Tucked away at the bottom of a small hill in a distant corner of Johns Hopkins University’s Homewood campus is a large brick building. Metal pipes protrude horizontally from its side before diving perpendicularly into the ground. Its tall, curved top windows, rooftop smokestack and mysterious purpose are vaguely reminiscent of the factory from the classic 1971 film Willy Wonka and the Chocolate Factory. And much like the Wonka factory, no student ever goes in and no student ever comes out.
This building is the Homewood Power Plant, the facility responsible for providing electricity, heating, and cooling to the Homewood campus in central Baltimore City. As part of Earth Week @ Johns Hopkins, the university’s Department of Facilities Management granted me a walkthrough to learn exactly what happens within.
The JHU Power Plant plays the same role as an electric utility’s generation station. Fuel goes in and electricity comes out. BGE, Maryland’s electricity provider, achieves 35% efficiency in this process. What this means is that for every 100 units of fuel energy that goes in, 35 units of electricity comes out. The remaining 65 units are expelled as waste heat through the Chesapeake Bay Cooling Tower.
Principles of thermodynamics and engineering limitations make it difficult to achieve higher efficiencies. This is unless, of course, you manage to reclaim that waste heat for something useful. This is where Homewood’s Cogeneration Facility comes into play. Cogeneration (which stands for Combined Heat and Power System) is a process in which both electricity and useful heat (steam) are simultaneously produced. The 65 units of waste heat, which would otherwise be discarded, are diverted to a waste heat recovery system.
Here are the basics. Waste heat in the form of steam exits the primary generator at temperatures around 1000 °F. The recovery system takes that steam and pumps it around the campus, eventually taking the form of building heat, hot water, and energy to feed Homewood campus’s four chilling plants.

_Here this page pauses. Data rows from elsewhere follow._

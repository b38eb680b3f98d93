use tracing::info;

use common::{Result, Trade};

use crate::Adjustment;

/// Take-profit step: sell `fraction` of the current stake once the excursion
/// reaches `threshold`.
#[derive(Debug, Clone, Copy, PartialEq)]
pub struct Stage {
    pub threshold: f64,
    pub fraction: f64,
}

/// Averaging step: add `fraction` of the current stake once the excursion
/// falls to `level` (negative).
#[derive(Debug, Clone, Copy, PartialEq)]
pub struct DcaLevel {
    pub level: f64,
    pub fraction: f64,
}

/// Staged take-profit with optional DCA levels and a final full exit.
///
/// Each step fires at most once per trade; the `stage_{n}_sold` and
/// `stage_{i}_bought` flags in custom data remember what was done. A call
/// returns at most one action, DCA first, then stages in order, then the
/// final target.
#[derive(Debug, Clone, Default, PartialEq)]
pub struct StagedLadder {
    pub stages: Vec<Stage>,
    pub final_target: Option<f64>,
    pub dca: Vec<DcaLevel>,
}

impl StagedLadder {
    pub fn new(stages: Vec<Stage>, final_target: Option<f64>) -> Self {
        Self { stages, final_target, dca: Vec::new() }
    }

    pub fn with_dca(mut self, dca: Vec<DcaLevel>) -> Self {
        self.dca = dca;
        self
    }

    pub fn sold_flag(stage: usize) -> String {
        format!("stage_{stage}_sold")
    }

    pub fn bought_flag(level: usize) -> String {
        format!("stage_{level}_bought")
    }

    /// Whether the first take-profit stage has been taken.
    pub fn first_stage_sold(trade: &Trade) -> bool {
        trade.custom_data.get_bool(&Self::sold_flag(1), false)
    }

    pub fn evaluate(&self, trade: &mut Trade, current_rate: f64) -> Result<Option<Adjustment>> {
        let excursion = trade.excursion(current_rate)?;

        for (i, step) in self.dca.iter().enumerate() {
            let flag = Self::bought_flag(i);
            if excursion <= step.level && !trade.custom_data.get_bool(&flag, false) {
                let stake = trade.stake_amount * step.fraction;
                info!(trade_id = %trade.id, pair = %trade.pair, excursion, level = step.level, stake, "DCA level reached");
                trade.custom_data.set(flag, true);
                return Ok(Some(Adjustment::increase(stake, format!("dca_{i}"))));
            }
        }

        for (i, stage) in self.stages.iter().enumerate() {
            let n = i + 1;
            let flag = Self::sold_flag(n);
            if excursion >= stage.threshold && !trade.custom_data.get_bool(&flag, false) {
                let stake = trade.stake_amount * stage.fraction;
                info!(trade_id = %trade.id, pair = %trade.pair, excursion, stage = n, stake, "Take-profit stage reached");
                trade.custom_data.set(flag, true);
                return Ok(Some(Adjustment::decrease(stake, format!("stage_{n}"))));
            }
        }

        if let Some(target) = self.final_target {
            if excursion >= target {
                info!(trade_id = %trade.id, pair = %trade.pair, excursion, target, "Final target reached");
                return Ok(Some(Adjustment::decrease(trade.stake_amount, "final_target")));
            }
        }
        Ok(None)
    }
}
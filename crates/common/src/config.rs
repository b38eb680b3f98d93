use crate::{Error, Result};

/// Process configuration loaded from environment variables at startup.
#[derive(Debug, Clone)]
pub struct Config {
    // Inputs
    pub candles_path: String,
    pub strategy_config_path: String,
    pub orderbook_path: Option<String>,
    pub funding_path: Option<String>,

    // Persistence
    pub database_url: String,

    // Paper host
    pub paper_slippage_bps: f64,
    pub max_leverage: f64,
}

impl Config {
    /// Load all configuration from environment variables.
    /// Loads `.env` if present.
    pub fn from_env() -> Result<Self> {
        let _ = dotenvy::dotenv(); // ignore error if .env not present

        Ok(Config {
            candles_path: required_env("CANDLES_PATH")?,
            strategy_config_path: optional_env("STRATEGY_CONFIG_PATH")
                .unwrap_or_else(|| "config/strategies.toml".to_string()),
            orderbook_path: optional_env("ORDERBOOK_PATH"),
            funding_path: optional_env("FUNDING_PATH"),
            database_url: optional_env("DATABASE_URL")
                .unwrap_or_else(|| "sqlite::memory:".to_string()),
            paper_slippage_bps: parsed_env("PAPER_SLIPPAGE_BPS", 10.0)?,
            max_leverage: parsed_env("MAX_LEVERAGE", 10.0)?,
        })
    }
}

fn required_env(key: &str) -> Result<String> {
    std::env::var(key).map_err(|_| {
        Error::Config(format!(
            "Required environment variable '{key}' is not set. Check your .env file."
        ))
    })
}

fn optional_env(key: &str) -> Option<String> {
    std::env::var(key).ok().filter(|v| !v.trim().is_empty())
}

fn parsed_env(key: &str, default: f64) -> Result<f64> {
    match optional_env(key) {
        Some(raw) => raw
            .trim()
            .parse()
            .map_err(|_| Error::Config(format!("{key} must be a number, got '{raw}'"))),
        None => Ok(default),
    }
}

All in all, the waste heat recovery system is able to wring about 45 extra units of steam energy from the 65 units of waste leading to an overall plant efficiency of 75-85%, approximately double what BGE could provide. (For you wonks out there, the total electric capacity of the system is kWh/year and total steam capacity is pounds per year.)
“Cogen uses less energy to make electricity and heat and our process produces less greenhouse gases,” said Ed Kirk, a university energy engineer. “Cogen reduces our energy use in one big chunk.”
The 4.2MW Power Plant, which opened in June 2010, is part of JHU’s plan to reduce its greenhouse gas emissions by 50% in the next 12 years. “Our approach has us looking at energy efficiency, energy conservation, more sustainable energy choices and renewable energy,” added Mr. Kirk.
If this system seems like a no-brainer, then why doesn’t BGE do it itself? The problem is that piping steam over long distances is an incredibly inefficient operation. Much of the steam’s heat will be lost in the process. That’s not to say utilities don’t do it. It’s just that circumstances have to be right. For example, Con Edison, New York City’s utility provider, uses a collection of cogeneration plants to heat around 100,000 densely packed buildings in Manhattan. This explains the familiar image of steam rising through city sewer grates. It also explains why cogeneration plants must be closely located to end-users.
Closer proximity also lessens transmission and distribution losses over power lines and provides greater security in unstable energy markets. The high energy requirements and dense arrangements of college campuses, hospitals, military bases, etc. make them attractive candidates for this type of technology.
The Homewood cogeneration unit joins a small handful of others in the region. Two have been installed at Johns Hopkins Hospital and a couple others are at the University of Maryland at College Park and Mercy Medical in central Baltimore.
The limiting factor prohibiting everyone from installing cogen plants is cost. The Homewood campus was fortunate in that it had a large, unused space directly above one of its on-site combustion turbines. The facility cost $7.5 million to install and will pay for itself in energy savings in about seven years.
Despite the plant’s net energy savings, this project was not always economically viable. It was Maryland’s deregulation of electric utilities in 1999 that turned the tide.
“When electricity was deregulated, electricity prices rose,” said Craig Macomber, Chief Engineer at the Power Plant. “At the same time, natural gas prices were falling. These two conditions made our project feasible.”
The Homewood campus remains reliant on electricity purchased from BGE. According to Mr. Macomber, when all things are considered the total amount of Homewood’s energy generated by the power plant is 20% in the summer and 30% in the winter.
Increased energy efficiency will lower the university’s carbon footprint by 8,650 metric tons per year, important for mitigating global climate change. This falls in line with the goals of the JHU Office of Sustainability, whose stated mission is “to make Johns Hopkins University a showpiece of environmental leadership by demonstrating smart, sensible, and creative actions that promote the vision of sustainability.”